While there could be an overnight train along the Cascade Corridor if someone steps up to fund such, I have great difficulty visualizing an Amtrak core system LD cross country train originating and terminating in a Canadian City. Just won't happen. It will mean setting up a maintenance facility in VAC for the equipment, which is fundamentally different from anything that VIA uses, which I consider to be highly unlikely, when such a facility already exists in SEA. Just not cost effective at all. And all this leaving aside the minor problem of Canadian Customs' obduracy.


----------



## Cascadia (Mar 16, 2009)

jis said:


> While there could be an overnight train along the Cascade Corridor if someone steps up to fund such, I have great difficulty visualizing an Amtrak core system LD cross country train originating and terminating in a Canadian City. Just won;t happen. It will mean setting up a maintenance facility in VAC for the equipment, which is fundamentally different from anything that VIA uses, which I consider to be highly unlikely, when such a facility already exists in SEA. Just not cost effective at all. And all this leaving aside the minor problem of Canadian Customs' obduracy.


Right now the 510 sits in Vancouver in the station slot for international passengers all day, and when they ever get things straightened out so the 517 makes it to Vancouver instead of Bellingham, it will sit in the station all night.

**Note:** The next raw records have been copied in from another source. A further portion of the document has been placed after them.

/// Patient metadata as read from the optional JSON file.
#[derive(Serialize, Deserialize, Debug, Clone, Default, PartialEq, Eq)]
pub struct PatientMetadata {
    #[serde(default)]
    pub sample_id: Option<String>,
    #[serde(default)]
    pub age: Option<u32>,
    #[serde(default)]
    pub conditions: Vec<String>,
    #[serde(default)]
    pub lifestyle: IndexMap<String, String>,
}

impl PatientMetadata {
    /// Load patient metadata from the JSON file at `path`.
    pub fn load<P: AsRef<Path>>(path: P) -> Result<Self, PgxError> {
        let path = path.as_ref();
        if !path.exists() {
            return Err(PgxError::NotFound(path.to_path_buf()));
        }
        let contents = std::fs::read_to_string(path).map_err(PgxError::processing)?;
        serde_json::from_str(&contents).map_err(PgxError::processing)
    }
}

/// How the status of a gene was determined.
#[derive(
    Serialize, Deserialize, Debug, Clone, Copy, PartialEq, Eq, strum::Display, strum::EnumString,
)]
#[serde(rename_all = "snake_case")]
#[strum(serialize_all = "snake_case")]
pub enum ClassificationSource {
    /// Curated allele definition and translation tables.
    Curated,
    /// Additive activity score fallback.
    ActivityScore,
    /// No evidence or no data, extensive metabolizer assumed.
    Default,
}

/// Per-gene classification result.
#[derive(Serialize, Deserialize, Debug, Clone, PartialEq)]
pub struct GeneResult {
    pub gene: Gene,
    pub status: MetabolizerStatus,
    pub source: ClassificationSource,
    /// Diplotype or genotype, if determined from curated tables.
    #[serde(default, skip_serializing_if = "Option::is_none")]
    pub diplotype: Option<String>,
    /// Display phenotype from the translation table.
    #[serde(default, skip_serializing_if = "Option::is_none")]
    pub phenotype: Option<String>,
    #[serde(default, skip_serializing_if = "Option::is_none")]
    pub activity_score: Option<f64>,
}

impl GeneResult {
    /// Extensive metabolizer without evidence.
    pub fn default_for(gene: Gene) -> Self {
        Self {
            gene,
            status: MetabolizerStatus::Extensive,
            source: ClassificationSource::Default,
            diplotype: None,
            phenotype: None,
            activity_score: None,
        }
    }
}

/// The consolidated profile of one patient.
#[derive(Serialize, Deserialize, Debug, Clone, PartialEq)]
pub struct PatientGeneticProfile {
    pub sample_id: String,
    #[serde(default)]
    pub age: Option<u32>,
    #[serde(default)]
    pub conditions: Vec<String>,
    #[serde(default)]
    pub lifestyle: IndexMap<String, String>,
    /// Metabolizer status per profiled gene.
    pub metabolizer_status: IndexMap<Gene, MetabolizerStatus>,
    /// Details per profiled gene, same order as `metabolizer_status`.
    pub genes: Vec<GeneResult>,
    #[serde(default, skip_serializing_if = "Option::is_none")]
    pub warfarin: Option<WarfarinResult>,
    #[serde(default, skip_serializing_if = "Option::is_none")]
    pub slco1b1: Option<Slco1b1Result>,
    /// Origin of the variant data, e.g., `vcf:sample.vcf.gz`.
    pub provenance: String,
    pub worker_version: String,
}

impl PatientGeneticProfile {
    /// Genes whose status differs from extensive, in profile order.
    pub fn non_extensive(&self) -> impl Iterator<Item = (&Gene, &MetabolizerStatus)> {
        self.metabolizer_status
            .iter()
            .filter(|(_, status)| **status != MetabolizerStatus::Extensive)
    }

    /// The pharmacogenomic statement, e.g., `CYP2C19: poor metabolizer`.
    pub fn pgx_statement(&self) -> String {
        let flagged = self
            .non_extensive()
            .map(|(gene, status)| format!("{}: {}", gene, status.description()))
            .join("; ");
        if flagged.is_empty() {
            ALL_EXTENSIVE.to_owned()
        } else {
            flagged
        }
    }

    /// Flattened text form of the profile.
    pub fn flattened_text(&self) -> String {
        let mut lines = vec![format!("Patient: {}", &self.sample_id)];
        if let Some(age) = self.age {
            lines.push(format!("Age: {}", age));
        }
        if !self.conditions.is_empty() {
            lines.push(format!("Conditions: {}", self.conditions.join(", ")));
        }
        if !self.lifestyle.is_empty() {
            lines.push(format!(
                "Lifestyle: {}",
                self.lifestyle
                    .iter()
                    .map(|(key, value)| format!("{}: {}", key, value))
                    .join(", ")
            ));
        }
        lines.push(format!("Pharmacogenomics: {}", self.pgx_statement()));
        if let Some(warfarin) = &self.warfarin {
            lines.push(format!(
                "Warfarin: {} ({})",
                &warfarin.recommendation, &warfarin.key
            ));
        }
        if let Some(slco1b1) = &self.slco1b1 {
            match (&slco1b1.drug, &slco1b1.guideline) {
                (Some(drug), Some(guideline)) => lines.push(format!(
                    "SLCO1B1: {} ({}): {}",
                    &slco1b1.phenotype, drug, guideline
                )),
                _ => lines.push(format!("SLCO1B1: {}", &slco1b1.phenotype)),
            }
        }
        lines.join("\n")
    }
}

/// Everything needed to build a profile.
#[derive(Debug, Clone)]
pub struct ProfileRequest {
    /// Primary variant file, used for all genes without a dedicated file.
    pub path_primary: PathBuf,
    /// Dedicated variant files per gene.
    pub gene_paths: IndexMap<Gene, PathBuf>,
    /// Sample to profile, the first sample of the primary file by default.
    pub sample: Option<String>,
    pub metadata: PatientMetadata,
    /// Drug for the SLCO1B1 guideline lookup.
    pub drug: Option<String>,
    pub conf: PgxConf,
}

impl ProfileRequest {
    pub fn new<P: Into<PathBuf>>(path_primary: P) -> Self {
        Self {
            path_primary: path_primary.into(),
            gene_paths: IndexMap::new(),
            sample: None,
            metadata: PatientMetadata::default(),
            drug: None,
            conf: PgxConf::default(),
        }
    }

    /// The variant file to read for `gene`.
    fn path_for(&self, gene: Gene) -> &Path {
        self.gene_paths
            .get(&gene)
            .map(|p| p.as_path())
            .unwrap_or(self.path_primary.as_path())
    }

    /// Extract the region of `gene`.
    ///
    /// Returns `Ok(None)` if a dedicated per-gene file is missing and fails only if the
    /// primary file is missing.
    fn extract(&self, gene: Gene) -> Result<Option<ExtractedRegion>, PgxError> {
        let path = self.path_for(gene);
        match extract_region(path, gene, self.conf.sample_limit) {
            Ok(region) => Ok(Some(region)),
            Err(e) if e.is_not_found() && path != self.path_primary.as_path() => {
                warn!("{}: variant file {:?} not found, assuming extensive", gene, path);
                Ok(None)
            }
            Err(e) if e.is_not_found() => Err(e),
            Err(e) => {
                warn!("{}: could not extract variants: {}", gene, e);
                Ok(None)
            }
        }
    }
}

So if a third train were to serve Vancouver at all, they'd have to move it out of the way and park it somewhere else in the yard. I'm sure it could be done but it sounds like another headache. If they can't even figure out the customs end of it don't hold your breath while they figure out where to park an extra train.


----------



## RailFanLNK (Mar 16, 2009)

Does anyone have any old timetables of the Pioneer? I would love to see what cities it served when it ran.


----------



## JayPea (Mar 16, 2009)

I don't have a timetable for the Pioneer but I do have the next best thing: An old copy of _Rail Ventures_.

Here goes:

Salt Lake City

Ogden, UT

Pocatello, ID

Shoshone, ID

Boise, ID

Nampa. ID

Ontario, OR

Baker City, OR

LaGrande, OR

Pendleton, OR

Hinkle, OR (which is basically a large railroad yard in the middle of nowhere)

The Dalles, OR

Hood River, OR

Portland

and from there it followed the Coast Starlight route into Seattle.

This was as of 1990.


----------



## MrFSS (Mar 16, 2009)




----------



## Philzy (Mar 20, 2009)

MrFSS said:


>


Wow, I know I'm a young'n but that is just fascinating... It's so interesting to read the Carrier Notice "...The ICC has ordered this operation to continue untill March 31, 1979..." I've never seen anything like that, quite neat. Thank you for sharing that.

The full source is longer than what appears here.